Ah yes, don’t think that these 25 upcoming models are the only ones planned for the next 3-4 seasons. Even though the pandemic is currently affecting the entire industry, the automotive world is preparing for what’s next
 and the resumption of production as soon as possible!
Chevrolet Corvette Z06 2022
According to the publication, the next level of Corvette is expected in 2022. We can expect a multiplication of versions of the model, which, it should be remembered, now uses a centrally located engine. Over the years, Chevrolet has introduced us to several liveries of the sports car, and it wouldn’t be surprising to see the ZR1 badge coming back. For this future Z06, a naturally aspirated V8 engine is probably the solution, while on-road performance is likely to be more spicy.
Porsche 718 GT4 RS 2022
Still in the ultra-sporty segment, Porsche is busy pushing the limits of its most affordable coupe even further. After the GT4, the RS badge would theoretically end the career of this generation of the coupe. The 4.0-liter naturally aspirated 6-cylinder flat-bed engine is expected to be more muscular than ever in this track-ready car.
McLaren 765LT 2021
This “longer” evolution of the 720S (LT stands for Long Tail) has already been unveiled on the web. So we know many details about the final version, because even the pictures are available. What is certain is that the 765LT will certainly be even more formidable than the 720S. Lighter than the 720S, the 765LT will also be more powerful thanks to a 755-hp twin-turbo V8 engine. Its arrival is expected before the end of the year.

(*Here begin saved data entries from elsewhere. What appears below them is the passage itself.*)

//! Unit tests for VisTree / VisNode

use glam::{Mat4, Vec3};
use crate::renderer::{ScreenRect, Viewport};
use crate::scene::SceneGraph;
use super::*;

fn container() -> VisKind {
    VisKind::Container {
        children: Vec::new(),
        cell: false,
        projection: VisProjection { rect: ScreenRect::new(0.0, 0.0, 800.0, 600.0), min_z: 0.0, max_z: 1.0 },
    }
}

fn tree_with_view() -> VisTree {
    let mut tree = VisTree::new();
    tree.begin(
        None,
        Mat4::from_translation(Vec3::new(0.0, 0.0, -5.0)),
        Mat4::perspective_rh_gl(1.0, 1.0, 0.1, 100.0),
        Vec3::new(0.0, 0.0, 5.0),
        Viewport::new(800.0, 600.0),
    );
    tree
}

// ============================================================================
// Tests: Lazy derived matrices
// ============================================================================

#[test]
fn test_world_view_projection_is_derived_once() {
    let mut tree = tree_with_view();
    let id = tree.push(None, None, VisKind::Node, Mat4::from_translation(Vec3::X), 0.0);
    let node = tree.node(id).unwrap();

    let a = node.world_view_projection_matrix();
    let b = node.world_view_projection_matrix();
    assert_eq!(a.to_cols_array(), b.to_cols_array());
    assert_eq!(node.derivation_count(), 1);

    let expected = tree.view_projection_matrix() * Mat4::from_translation(Vec3::X);
    assert!(a.abs_diff_eq(expected, 1e-6));
}

#[test]
fn test_set_world_matrix_invalidates_every_derived_matrix() {
    let mut tree = tree_with_view();
    let id = tree.push(None, None, VisKind::Node, Mat4::IDENTITY, 0.0);
    {
        let node = tree.node(id).unwrap();
        node.inverse_world_matrix();
        node.world_view_matrix();
        node.world_view_projection_matrix();
        assert_eq!(node.derivation_count(), 3);
    }

    let m = Mat4::from_translation(Vec3::new(2.0, 0.0, 0.0));
    assert!(tree.set_world_matrix(id, m));
    let node = tree.node(id).unwrap();

    assert!(node.inverse_world_matrix().abs_diff_eq(m.inverse(), 1e-6));
    assert!(node.world_view_matrix().abs_diff_eq(tree.view_matrix() * m, 1e-6));
    assert!(node.world_view_projection_matrix().abs_diff_eq(tree.view_projection_matrix() * m, 1e-6));
    assert_eq!(node.derivation_count(), 6);

    // No further mutation: nothing recomputed
    node.inverse_world_matrix();
    node.world_view_matrix();
    node.world_view_projection_matrix();
    assert_eq!(node.derivation_count(), 6);
}

#[test]
fn test_set_world_matrix_does_not_touch_children() {
    let mut tree = tree_with_view();
    let parent = tree.push(None, None, container(), Mat4::IDENTITY, 0.0);
    let child = tree.push(Some(parent), None, VisKind::Node, Mat4::IDENTITY, 0.0);
    tree.node(child).unwrap().world_view_matrix();

    tree.set_world_matrix(parent, Mat4::from_translation(Vec3::Y));
    let child = tree.node(child).unwrap();
    assert_eq!(child.world_matrix(), Mat4::IDENTITY);
    child.world_view_matrix();
    assert_eq!(child.derivation_count(), 1);
}

#[test]
fn test_view_change_invalidates_camera_dependent_matrices_only() {
    let mut tree = tree_with_view();
    let id = tree.push(None, None, VisKind::Node, Mat4::IDENTITY, 0.0);
    {
        let node = tree.node(id).unwrap();
        node.inverse_world_matrix();
        node.world_view_matrix();
    }

    tree.set_view_projection(Mat4::IDENTITY, Mat4::IDENTITY);
    let node = tree.node(id).unwrap();
    node.inverse_world_matrix();
    assert_eq!(node.world_view_matrix(), Mat4::IDENTITY);
    assert_eq!(node.derivation_count(), 3);
}

// ============================================================================
// Tests: Structure
// ============================================================================

#[test]
fn test_push_links_children_in_insertion_order() {
    let mut tree = tree_with_view();
    let root = tree.push(None, None, container(), Mat4::IDENTITY, 0.0);
    let a = tree.push(Some(root), None, VisKind::Node, Mat4::IDENTITY, 1.0);
    let b = tree.push(Some(root), None, container(), Mat4::IDENTITY, 2.0);
    let c = tree.push(Some(b), None, VisKind::Node, Mat4::IDENTITY, 3.0);

    let root_ref = tree.root().unwrap();
    assert!(root_ref.parent().is_none());
    let children: Vec<VisNodeId> = root_ref.children().map(|n| n.id()).collect();
    assert_eq!(children, vec![a, b]);
    assert_eq!(tree.node(c).unwrap().parent().unwrap().id(), b);
    assert_eq!(tree.node(b).unwrap().squared_distance(), 2.0);
}

#[test]
fn test_iter_is_depth_first_and_follows_portals() {
    let mut tree = tree_with_view();
    let root = tree.push(None, None, container(), Mat4::IDENTITY, 0.0);
    let portal = tree.push(Some(root), None, VisKind::Portal { target: None }, Mat4::IDENTITY, 0.0);
    let after = tree.push(Some(root), None, VisKind::Node, Mat4::IDENTITY, 0.0);
    let cell = tree.push(Some(portal), None, container(), Mat4::IDENTITY, 0.0);
    let inside = tree.push(Some(cell), None, VisKind::Node, Mat4::IDENTITY, 0.0);
    tree.set_portal_target(portal, Some(cell));

    let order: Vec<VisNodeId> = tree.iter().map(|n| n.id()).collect();
    assert_eq!(order, vec![root, portal, cell, inside, after]);

    let portal_ref = tree.node(portal).unwrap();
    assert!(portal_ref.is_portal());
    assert_eq!(portal_ref.target().unwrap().id(), cell);
    // Cells hang off their portal, not off a container child list
    assert_eq!(tree.root().unwrap().children().count(), 2);
}

#[test]
fn test_scene_node_is_none_after_destroy() {
    let mut graph = SceneGraph::new();
    let key = graph.create_node(graph.root(), "node").unwrap();

    let mut tree = tree_with_view();
    let id = tree.push(None, Some(key), VisKind::Node, Mat4::IDENTITY, 0.0);
    assert_eq!(tree.node(id).unwrap().scene_node(&graph).unwrap().name(), "node");
    assert!(tree.contains(key));

    graph.destroy_node(key).unwrap();
    let vis = tree.find(key).unwrap();
    assert!(vis.scene_node(&graph).is_none());
    assert_eq!(vis.scene_node_key(), Some(key));
}

#[test]
fn test_clear_empties_tree() {
    let mut tree = tree_with_view();
    tree.push(None, None, container(), Mat4::IDENTITY, 0.0);
    tree.clear();
    assert!(tree.is_empty());
    assert!(tree.root().is_none());
    assert_eq!(tree.iter().count(), 0);
    assert!(!tree.set_world_matrix(VisNodeId(0), Mat4::IDENTITY));
}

Aston Martin Vanquish 2024
Let’s stay in the UK if you don’t mind, as Aston Martin is also preparing a metamorphosis of its entire line-up.
Obviously, the DBX SUV is the number one priority for the next few months, but after that, the British firm’s engineers will have to focus on moving the majority of sports cars to a mid-engine configuration. After the Valkyrie supercar, the automaker intends to market a Vanquish with a turbocharged V6 engine and electric power assist. Yes, even Aston Martin cannot escape electrification.
Maserati MC20 2021
There’s also something new at Maserati, the Italian automaker, which is already working on a mid-engine sports car powered by a twin-turbo V6 engine that could, according to the magazine, surpass the 600-horsepower mark.
And since the Italian firm has already indicated its intention to electrify its entire fleet, it wouldn’t be surprising if the MC20 receives a hybrid powertrain and even a pure electric one a little later in its lifecycle.
BMW i8 M 2024
Despite the mixed success of the BMW i8, Car and Driver believes that the Vision M Next prototype (see photo) presented in 2019 shows what to expect from the i8 replacement.
For now, it is too early to confirm the return of the i8 name, but what is certain according to the publication is that the manufacturer is preparing a sequel to this first exotic plug-in hybrid. And this second opus would be more focused on high performance. However, patience will be needed, because this future BMW, a half-petrol, half-electric vehicle, is expected in 2023 at the earliest.
GMC Hummer 2022
The American giant made a lot of noise earlier this year by unveiling part of the snout of the first all-electric pickup truck for GMC. Not only is this a first for GMC, but the division has chosen to bring the Hummer name back to the market. The manufacturer even announced a 1,000 horsepower and extra-long range.
Competition is beginning to take shape in this niche of electrically-powered pickup trucks.
Tesla Cybertruck 2022
In fact, if there’s one American manufacturer who knows how to attract all the attention to its products, it’s Tesla! And the brand founded by Elon Musk also made a lot of headlines last year with the presentation of the Cybertruck, the most unusual van in history with a triangular design that leaves no one indifferent.
Just like the GMC Hummer, the Tesla Cybertruck promises breathtaking accelerations thanks to powerful engines and very interesting autonomy.
Hyundai Santa Cruz 2021
We’ve been waiting for this one for a long time. Hyundai presented its Santa Cruz prototype in 2015 and its arrival is finally scheduled for 2021.
This first foray by the Korean giant into the mid-size pickup segment will in a way follow the model first introduced with the Honda Ridgeline, the Japanese pickup based on a monocoque architecture, unlike the other vehicles in the category, all perched on ladder-type chassis.
4-cylinder powertrains are also to be expected for the Santa Cruz, which will be positioned as a leisure van rather than a real work tool.
Ford F-150 2021
Speaking of pickup trucks: the world’s best-selling pickup truck is set to receive a light sweep for the 2021 model year, as several make-up prototypes have already been seen on North American roads.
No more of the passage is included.